Friday, December 31, 2021

DAY 2 OF 4 GOURDS

 

Acorn  

This gourd easily performs as a sweet or savory dish. Sauté it with onions, make a pie instead of using pumpkin, or roast it in the oven with butter and cinnamon. 

Looks Like: Dark green and yellow rind (sometimes whiteish or with bright orange patches) with deep ridges and yellowish, stringy flesh. 

Tastes Like: Sweet, nutty 

Nutrition Highlight: It’s got good Daily Values of B vitamins: 23% of the DV of Thiamine (vitamin B1), 20% of Pyridoxine (vitamin B6), and 10% of Folate (vitamin B9). It’s also one of the highest fiber-containing gourds. 

Spaghetti squash  

If you’re looking for a gluten-free substitute for spaghetti noodles, look no further than this gourd. Cut it in half, remove the seeds, and bake until tender. Take a fork and pull it through the open squash, and watch it turn into spaghetti-like strands. Spoon your favorite pasta sauce on top and enjoy! 

Looks Like: Ivory, yellow, or orange rind with long, stringy pale-yellow flesh. 

Tastes Like: Mild, neutral flavor 

Nutrition Highlight: High in beta-carotene. 

 
Ingredients 
2 teaspoons butter or oil
½ teaspoon seasoned salt and pepper
½ teaspoon onion powder 
½ teaspoon chili powder 

Instructions 

  1. Slit the skin of the squash five times (like you do with potatoes.) 
  2. Place in microwave for five minutes. 
  3. If not soft after five minutes, add another three minutes. 
  4. Carefully cut in half and remove seeds 
  5. In a small microwave-safe bowl, add butter and seasonings until melted 
  6. Mix melted or oil seasoning into the squash, using a fork to pull strings parts 
  7. Serve and enjoy


Thursday, December 30, 2021

DAY 1 OF 4 GOURDS

 Gourds, those hard-shelled fruits – also known as squashes – that come from a flowering plant, are not just for decorative centerpieces and seasonal displays. Gourds are nutritious and naturally gluten-free. In addition to eating the gourd flesh – and in some cases the rind – you can eat gourd seeds, typically by cleaning and roasting them, just sprinkle with salt and pepper and enjoy.

Whether you call gourds a fruit or a vegetable, research shows the importance of eating plenty of vegetables and fruits to reduce chronic disease risk and improve health. Gourds contain “carotenoids,” the same pigment that turns carrots orange. Your body turns carotenoids into vitamin A which is good for vision and healthy skin. Gourds also contain other important vitamins and minerals, too.  

While the uncooked gourd adds a decorative touch to the table, cooked gourds add visual appeal to the plate with their vibrant colors. Take advantage of their shapes and use them as vessels for stuffing. Scoop the seeds out of a cooked squash and get creative. For example, add rice with dried cranberries into the hollowed-out gourd for a beautiful way to serve a side dish. 
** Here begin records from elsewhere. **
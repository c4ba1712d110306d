// Copyright (c) Microsoft Corporation.
// Licensed under the MIT license.

mod common;

//======================================================================================================================
// Imports
//======================================================================================================================

use ::anyhow::Result;
use ::spindle::{
    Condvar,
    CvStatus,
    Deadline,
    Fail,
    Mutex,
    Runtime,
    Semaphore,
    SemaphoreLock,
    TaskHandle,
};
use ::std::{
    sync::{
        atomic::{
            AtomicBool,
            AtomicU64,
            Ordering,
        },
        Arc,
    },
    thread,
    time::Duration,
};

use crate::common::spin_until;

//======================================================================================================================
// Mutex
//======================================================================================================================

/// Tests that the mutex serializes read-modify-write sequences that span a suspension point.
#[test]
fn mutex_serializes_read_modify_write() -> Result<()> {
    const TASKS: u64 = 8;
    const ROUNDS: u64 = 25;

    let runtime: Runtime = common::runtime_with_workers(4)?;
    let lock: Mutex = Mutex::new();
    let value: Arc<AtomicU64> = Arc::new(AtomicU64::new(0));

    let mut handles: Vec<TaskHandle<Result<(), Fail>>> = Vec::new();
    for _ in 0..TASKS {
        let lock: Mutex = lock.clone();
        let value: Arc<AtomicU64> = value.clone();
        handles.push(runtime.spawn(async move {
            for _ in 0..ROUNDS {
                let guard = lock.lock(Deadline::never()).await?;
                // A non-atomic increment: without the lock, the yield would let another task interleave
                // between the read and the write and updates would be lost.
                let read: u64 = value.load(Ordering::SeqCst);
                spindle::yield_now().await;
                value.store(read + 1, Ordering::SeqCst);
                drop(guard);
            }
            Ok(())
        })?);
    }
    for handle in handles {
        handle.wait()??;
    }
    spindle::ensure_eq!(value.load(Ordering::SeqCst), TASKS * ROUNDS);

    runtime.shutdown();
    Ok(())
}

/// Tests that a bounded lock attempt on a held mutex times out with the mutex still held.
#[test]
fn mutex_lock_times_out() -> Result<()> {
    let runtime: Runtime = common::runtime_with_workers(2)?;
    let lock: Mutex = Mutex::new();

    let holding: Arc<AtomicBool> = Arc::new(AtomicBool::new(false));
    let release: Arc<AtomicBool> = Arc::new(AtomicBool::new(false));
    let holder: TaskHandle<Result<(), Fail>> = {
        let lock = lock.clone();
        let holding = holding.clone();
        let release = release.clone();
        runtime.spawn(async move {
            let guard = lock.lock(Deadline::never()).await?;
            holding.store(true, Ordering::SeqCst);
            while !release.load(Ordering::SeqCst) {
                spindle::yield_now().await;
            }
            drop(guard);
            Ok(())
        })?
    };
    spin_until(|| holding.load(Ordering::SeqCst), "the holder to take the mutex");

    let contender: TaskHandle<Result<(), Fail>> = {
        let lock = lock.clone();
        runtime.spawn(async move {
            lock.lock(Deadline::from_duration(Duration::from_millis(50))).await?;
            Ok(())
        })?
    };
    let fail: Fail = contender.wait()?.expect_err("the mutex was held past the deadline");
    spindle::ensure_eq!(fail.errno, libc::ETIMEDOUT);

    // The holder still owns the mutex; barging in is impossible until it lets go.
    spindle::ensure_eq!(lock.try_lock().is_none(), true);
    release.store(true, Ordering::SeqCst);
    holder.wait()??;
    spindle::ensure_eq!(lock.try_lock().is_some(), true);

    runtime.shutdown();
    Ok(())
}

/// Tests that cancelling a task parked on a mutex resolves its lock attempt with ECANCELED.
#[test]
fn cancel_interrupts_mutex_wait() -> Result<()> {
    let runtime: Runtime = common::runtime_with_workers(2)?;
    let lock: Mutex = Mutex::new();

    let holding: Arc<AtomicBool> = Arc::new(AtomicBool::new(false));
    let release: Arc<AtomicBool> = Arc::new(AtomicBool::new(false));
    let holder: TaskHandle<Result<(), Fail>> = {
        let lock = lock.clone();
        let holding = holding.clone();
        let release = release.clone();
        runtime.spawn(async move {
            let _guard = lock.lock(Deadline::never()).await?;
            holding.store(true, Ordering::SeqCst);
            while !release.load(Ordering::SeqCst) {
                spindle::yield_now().await;
            }
            Ok(())
        })?
    };
    spin_until(|| holding.load(Ordering::SeqCst), "the holder to take the mutex");

    let contender: TaskHandle<Result<(), Fail>> = {
        let lock = lock.clone();
        runtime.spawn(async move {
            lock.lock(Deadline::never()).await?;
            Ok(())
        })?
    };
    thread::sleep(Duration::from_millis(50));

    contender.request_cancel();
    let fail: Fail = contender.wait().expect_err("the contender was cancelled while parked");
    spindle::ensure_eq!(fail.errno, libc::ECANCELED);

    release.store(true, Ordering::SeqCst);
    holder.wait()??;

    runtime.shutdown();
    Ok(())
}

//======================================================================================================================
// Semaphore
//======================================================================================================================

/// Tests that a semaphore of capacity two never admits a third task into the guarded section.
#[test]
fn semaphore_bounds_concurrency() -> Result<()> {
    const TASKS: u64 = 8;

    let runtime: Runtime = common::runtime_with_workers(4)?;
    let semaphore: Semaphore = Semaphore::new(2);
    let inside: Arc<AtomicU64> = Arc::new(AtomicU64::new(0));
    let peak: Arc<AtomicU64> = Arc::new(AtomicU64::new(0));

    let mut handles: Vec<TaskHandle<Result<(), Fail>>> = Vec::new();
    for _ in 0..TASKS {
        let semaphore: Semaphore = semaphore.clone();
        let inside: Arc<AtomicU64> = inside.clone();
        let peak: Arc<AtomicU64> = peak.clone();
        handles.push(runtime.spawn(async move {
            let unit = semaphore.acquire(Deadline::never()).await?;
            let now: u64 = inside.fetch_add(1, Ordering::SeqCst) + 1;
            peak.fetch_max(now, Ordering::SeqCst);
            spindle::sleep_for(Duration::from_millis(10)).await?;
            inside.fetch_sub(1, Ordering::SeqCst);
            unit.release();
            Ok(())
        })?);
    }
    for handle in handles {
        handle.wait()??;
    }

    spindle::ensure_eq!(inside.load(Ordering::SeqCst), 0);
    if peak.load(Ordering::SeqCst) > 2 {
        anyhow::bail!("semaphore admitted {} tasks at once", peak.load(Ordering::SeqCst));
    }
    spindle::ensure_eq!(semaphore.available(), 2);

    runtime.shutdown();
    Ok(())
}
// Copyright (c) Microsoft Corporation.
// Licensed under the MIT license.

//======================================================================================================================
// Imports
//======================================================================================================================

use ::rand::{
    rngs::SmallRng,
    RngCore,
    SeedableRng,
};
use ::std::{
    collections::HashMap,
    hash::Hash,
};

//======================================================================================================================
// Constants
//======================================================================================================================

/// Pre-allocated capacity for the backing map. Sized for the expected number of live tasks on a busy processor.
const DEFAULT_SIZE: usize = 1024;

/// Seed for the random number generator used to generate identifiers.
/// This value was chosen arbitrarily.
const ID_MAP_SEED: u64 = 42;
const MAX_RETRIES_ID_ALLOC: usize = 500;

//======================================================================================================================
// Structures
//======================================================================================================================

/// A map keyed by randomized identifiers handed out to external modules. Identifiers are allocated by the map itself,
/// so callers never learn anything about internal layout from them. The key type must convert back and forth to u64.
pub struct IdMap<K: Eq + Hash + From<u64> + Into<u64> + Copy, V> {
    /// Map between identifiers and entries.
    entries: HashMap<K, V>,
    /// Small random number generator for identifiers.
    rng: SmallRng,
}

//======================================================================================================================
// Associate Functions
//======================================================================================================================

impl<K: Eq + Hash + From<u64> + Into<u64> + Copy, V> IdMap<K, V> {
    /// Retrieve the entry for this identifier if it exists.
    pub fn get(&self, id: &K) -> Option<&V> {
        self.entries.get(id)
    }

    /// Generate a new identifier and insert the entry under it. If the identifier is currently in use, keep generating
    /// until we find an unused one (up to a maximum number of tries). Zero is reserved and never handed out.
    pub fn insert_with_new_id(&mut self, entry: V) -> K {
        for _ in 0..MAX_RETRIES_ID_ALLOC {
            let raw: u64 = self.rng.next_u64();
            if raw == 0 {
                continue;
            }
            let id: K = K::from(raw);
            if !self.entries.contains_key(&id) {
                self.entries.insert(id, entry);
                return id;
            }
        }
        panic!("could not allocate a valid id");
    }

    /// Insert an entry under this identifier. If a mapping already exists, then return the old entry stored under it.
    pub fn insert(&mut self, id: K, entry: V) -> Option<V> {
        self.entries.insert(id, entry)
    }

    /// Remove the entry for this identifier. If the mapping exists, then return the entry stored under it.
    pub fn remove(&mut self, id: &K) -> Option<V> {
        self.entries.remove(id)
    }

    /// Iterate over all entries.
    pub fn values(&self) -> impl Iterator<Item = &V> {
        self.entries.values()
    }

    pub fn len(&self) -> usize {
        self.entries.len()
    }

    pub fn is_empty(&self) -> bool {
        self.entries.is_empty()
    }
}

//======================================================================================================================
// Trait Implementations
//======================================================================================================================

/// A default implementation for the identifier map.
impl<K: Eq + Hash + From<u64> + Into<u64> + Copy, V> Default for IdMap<K, V> {
    fn default() -> Self {
        Self {
            entries: HashMap::<K, V>::with_capacity(DEFAULT_SIZE),
            rng: SmallRng::seed_from_u64(ID_MAP_SEED),
        }
    }
}

//======================================================================================================================
// Unit Tests
//======================================================================================================================
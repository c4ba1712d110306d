// Copyright (c) Microsoft Corporation.
// Licensed under the MIT license.

//! Nonblocking I/O wrappers over the reactor.
//!
//! Sockets and pipes here add no scheduling semantics of their own: every operation is a syscall loop that parks the
//! task through a [`Poller`] whenever the kernel reports the descriptor as not ready. Descriptors are armed one-shot
//! per wait, so each wrapper supports one in-flight operation at a time.

pub mod pipe;
pub mod socket;

//======================================================================================================================
// Imports
//======================================================================================================================

use crate::runtime::{
    deadline::Deadline,
    fail::Fail,
    reactor::{
        EventFlags,
        PollStatus,
        Poller,
    },
};
use ::std::{
    io,
    os::fd::RawFd,
};

//======================================================================================================================
// Standalone Functions
//======================================================================================================================

/// Whether a syscall that failed with `errno` should be retried after the descriptor becomes ready again.
pub(crate) fn should_retry(errno: i32) -> bool {
    errno == libc::EINPROGRESS
        || errno == libc::EWOULDBLOCK
        || errno == libc::EAGAIN
        || errno == libc::EALREADY
        || errno == libc::EINTR
}

/// Extracts the raw errno from an I/O error.
pub(crate) fn last_errno(error: &io::Error) -> i32 {
    error.raw_os_error().unwrap_or(libc::EIO)
}

/// Arms a one-shot watch for `events` on `fd` and parks until an event for that descriptor arrives. Events for
/// other descriptors sharing the poller are discarded; their owners re-arm before every wait. Error-class events
/// complete the wait normally, leaving the follow-up syscall to surface the actual errno.
pub(crate) async fn wait_ready(
    poller: &Poller,
    fd: RawFd,
    events: EventFlags,
    what: &str,
    deadline: Deadline,
) -> Result<(), Fail> {
    poller.add(fd, events)?;
    loop {
        match poller.next_event(deadline).await? {
            PollStatus::Event(event) => {
                if event.fd == fd {
                    return Ok(());
                }
            },
            PollStatus::NoEvents => {
                let cause: String = format!("{}: descriptor {} not ready before the deadline", what, fd);
                return Err(Fail::timed_out(&cause));
            },
            PollStatus::Interrupted => continue,
        }
    }
}

//======================================================================================================================
// Unit Tests
//======================================================================================================================

#[cfg(test)]
mod tests {
    use super::{
        last_errno,
        should_retry,
    };
    use ::anyhow::Result;
    use ::std::io;

    #[test]
    fn test_should_retry_classification() -> Result<()> {
        crate::ensure_eq!(should_retry(libc::EWOULDBLOCK), true);
        crate::ensure_eq!(should_retry(libc::EINPROGRESS), true);
        crate::ensure_eq!(should_retry(libc::EINTR), true);
        crate::ensure_eq!(should_retry(libc::ECONNRESET), false);
        crate::ensure_eq!(should_retry(libc::EPIPE), false);
        Ok(())
    }

    #[test]
    fn test_last_errno_falls_back_to_eio() -> Result<()> {
        let os_error: io::Error = io::Error::from_raw_os_error(libc::ECONNREFUSED);
        crate::ensure_eq!(last_errno(&os_error), libc::ECONNREFUSED);

        let synthetic: io::Error = io::Error::other("no errno attached");
        crate::ensure_eq!(last_errno(&synthetic), libc::EIO);
        Ok(())
    }
}
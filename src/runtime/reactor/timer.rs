// Copyright (c) Microsoft Corporation.
// Licensed under the MIT license.

//======================================================================================================================
// Imports
//======================================================================================================================

use crate::runtime::task::{
    state::{
        SleepToken,
        WakeSource,
    },
    CancellationReason,
    TaskContext,
};
use ::std::{
    cmp::{
        Ordering,
        Reverse,
    },
    collections::BinaryHeap,
    sync::Weak,
    time::Instant,
};

//======================================================================================================================
// Structures
//======================================================================================================================

/// What a fired timer does. Targets hold weak task references, so a finished task costs nothing but its dead heap
/// entry.
pub enum TimerTarget {
    /// Wake the task out of the sleep cycle identified by `token`. Bounces as stale if the cycle was consumed.
    Wake { task: Weak<TaskContext>, token: SleepToken },
    /// Request cancellation of the task with [`CancellationReason::Deadline`].
    Cancel { task: Weak<TaskContext> },
}

struct TimerEntry {
    when: Instant,
    /// Arming order, for stable expiry order among ties.
    seq: u64,
    target: TimerTarget,
}

/// Min-heap of armed timers, owned by the reactor thread. Entries stay until expiry; a wakeup that became obsolete
/// earlier is discarded by the sleep epoch check when the timer finally fires.
pub struct TimerHeap {
    entries: BinaryHeap<Reverse<TimerEntry>>,
    next_seq: u64,
}

//======================================================================================================================
// Associate Functions
//======================================================================================================================

impl TimerHeap {
    pub fn new() -> Self {
        Self {
            entries: BinaryHeap::new(),
            next_seq: 0,
        }
    }

    /// Arms a one-shot timer.
    pub fn arm(&mut self, when: Instant, target: TimerTarget) {
        let seq: u64 = self.next_seq;
        self.next_seq += 1;
        self.entries.push(Reverse(TimerEntry { when, seq, target }));
    }

    /// The earliest expiry among armed timers, if any.
    pub fn next_expiry(&self) -> Option<Instant> {
        self.entries.peek().map(|Reverse(entry)| entry.when)
    }

    /// Fires every timer that expired by `now`, in expiry order. Returns how many fired.
    pub fn fire_expired(&mut self, now: Instant) -> usize {
        let mut fired: usize = 0;
        loop {
            match self.entries.peek() {
                Some(Reverse(entry)) if entry.when <= now => {},
                _ => break,
            }
            if let Some(Reverse(entry)) = self.entries.pop() {
                entry.target.fire();
                fired += 1;
            }
        }
        fired
    }

    pub fn len(&self) -> usize {
        self.entries.len()
    }

    pub fn is_empty(&self) -> bool {
        self.entries.is_empty()
    }
}

impl TimerTarget {
    fn fire(self) {
        match self {
            TimerTarget::Wake { task, token } => {
                if let Some(ctx) = task.upgrade() {
                    ctx.wake(token, WakeSource::Timer);
                }
            },
            TimerTarget::Cancel { task } => {
                if let Some(ctx) = task.upgrade() {
                    ctx.request_cancel(CancellationReason::Deadline);
                }
            },
        }
    }
}

//======================================================================================================================
// Trait Implementations
//======================================================================================================================

/// Default Trait Implementation for Timer Heaps
impl Default for TimerHeap {
    fn default() -> Self {
        Self::new()
    }
}

// Heap order considers expiry and arming order only.
impl PartialEq for TimerEntry {
    fn eq(&self, other: &Self) -> bool {
        self.when == other.when && self.seq == other.seq
    }
}

impl Eq for TimerEntry {}

impl PartialOrd for TimerEntry {
    fn partial_cmp(&self, other: &Self) -> Option<Ordering> {
        Some(self.cmp(other))
    }
}

impl Ord for TimerEntry {
    fn cmp(&self, other: &Self) -> Ordering {
        self.when.cmp(&other.when).then(self.seq.cmp(&other.seq))
    }
}

//======================================================================================================================
// Unit Tests
//======================================================================================================================

#[cfg(test)]
mod tests {
    use super::{
        TimerHeap,
        TimerTarget,
    };
    use crate::runtime::task::{
        local::LocalStorage,
        state::{
            SleepToken,
            TaskState,
        },
        CancellationReason,
        Importance,
        TaskContext,
        TaskId,
    };
    use ::anyhow::Result;
    use ::std::{
        sync::{
            Arc,
            Weak,
        },
        time::{
            Duration,
            Instant,
        },
    };

    fn parked_task(id: u64) -> (Arc<TaskContext>, SleepToken) {
        let ctx: Arc<TaskContext> = Arc::new(TaskContext::new(
            TaskId::from_raw(id),
            Importance::Normal,
            0,
            Weak::new(),
            LocalStorage::default(),
        ));
        ctx.state().enqueue_new();
        ctx.state().begin_run();
        let token: SleepToken = ctx.state().prepare_sleep();
        ctx.state().commit_sleep();
        (ctx, token)
    }

    #[test]
    fn test_timer_heap_fires_in_expiry_order() -> Result<()> {
        let now: Instant = Instant::now();
        let (early, early_token) = parked_task(1);
        let (late, late_token) = parked_task(2);

        let mut heap: TimerHeap = TimerHeap::new();
        heap.arm(now + Duration::from_millis(50), TimerTarget::Wake {
            task: Arc::downgrade(&late),
            token: late_token,
        });
        heap.arm(now + Duration::from_millis(10), TimerTarget::Wake {
            task: Arc::downgrade(&early),
            token: early_token,
        });

        crate::ensure_eq!(heap.next_expiry(), Some(now + Duration::from_millis(10)));

        // Only the earlier timer has expired at +20ms.
        crate::ensure_eq!(heap.fire_expired(now + Duration::from_millis(20)), 1);
        crate::ensure_eq!(early.task_state(), TaskState::Queued);
        crate::ensure_eq!(late.task_state(), TaskState::Suspended);

        crate::ensure_eq!(heap.fire_expired(now + Duration::from_millis(60)), 1);
        crate::ensure_eq!(late.task_state(), TaskState::Queued);
        crate::ensure_eq!(heap.is_empty(), true);

        Ok(())
    }

    #[test]
    fn test_timer_obsolete_wakeup_bounces() -> Result<()> {
        let now: Instant = Instant::now();
        let (ctx, token) = parked_task(1);

        let mut heap: TimerHeap = TimerHeap::new();
        heap.arm(now, TimerTarget::Wake {
            task: Arc::downgrade(&ctx),
            token,
        });

        // The task is woken by something else and consumes the cycle before the timer fires.
        ctx.wake(token, crate::runtime::task::state::WakeSource::WaitList);
        ctx.state().begin_run();
        ctx.state().finish_sleep(token);

        crate::ensure_eq!(heap.fire_expired(now), 1);
        crate::ensure_eq!(ctx.task_state(), TaskState::Running);

        Ok(())
    }

    #[test]
    fn test_timer_cancel_target_sets_deadline_reason() -> Result<()> {
        let now: Instant = Instant::now();
        let (ctx, _token) = parked_task(1);

        let mut heap: TimerHeap = TimerHeap::new();
        heap.arm(now, TimerTarget::Cancel {
            task: Arc::downgrade(&ctx),
        });
        heap.fire_expired(now);

        crate::ensure_eq!(ctx.cancel_reason(), Some(CancellationReason::Deadline));
        // The cancellation wakeup ignores the sleep epoch, so the parked task got scheduled.
        crate::ensure_eq!(ctx.task_state(), TaskState::Queued);

        Ok(())
    }

    #[test]
    fn test_timer_dead_task_is_ignored() -> Result<()> {
        let now: Instant = Instant::now();
        let mut heap: TimerHeap = TimerHeap::new();
        {
            let (ctx, token) = parked_task(1);
            heap.arm(now, TimerTarget::Wake {
                task: Arc::downgrade(&ctx),
                token,
            });
        }

        crate::ensure_eq!(heap.fire_expired(now), 1);
        crate::ensure_eq!(heap.is_empty(), true);

        Ok(())
    }
}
Let’s take a closer look at gourds of various shapes, sizes, colors, and textures and learn why they can be healthy and delicious additions to gluten-free meals or even eaten as the main course over the next few days.

Wednesday, December 29, 2021

PREPARE GLUTEN FREE FOR ALL

 

Prepare All Gluten-Free for Ease 

The simplest way to entertain and ensure there is no gluten getting into gluten-free meals or snacks you’re serving is to decide from the outset that you’re preparing only gluten-free food. People less familiar with gluten-free eating might think you have to go with specialty foods and limited choices, but that is not the case. Going exclusively gluten-free might seem limiting at first – or even off-putting for gluten-eaters – but it doesn’t have to be. There are easy ways to make everyone happy eating gluten free.

Start by choosing appetizers and meal courses that are naturally gluten-free – like a salad with homemade dressing, roast chicken with roasted vegetables and rice, and baked apples topped with vanilla ice cream for dessert. Tortilla chips and salsa or a homemade dip with cut raw veggies are easy, naturally gluten-free appetizers.  

You could take this opportunity to showcase your favorite gluten-free dishes and introduce your friends to the wide array of gluten-free culinary options. If you’re cooking and baking for your get-together, go for recipes you’ve tried before with great success rather than experimenting with something new. This can help reduce stress so you can serve your gluten-free offerings with confidence.  

Pasta, bread, and baked goods are the most common foods where you need to go with gluten-free versions. You could introduce guests to these gluten-free foods that will often be new to them. Offering these items may elicit a reaction from your guests, whether positive, negative, or surprised. This can be a good way to increase awareness and enter a conversation about eating gluten-free, but if you prefer to avoid this scenario, offering naturally gluten-free dishes is the way to go.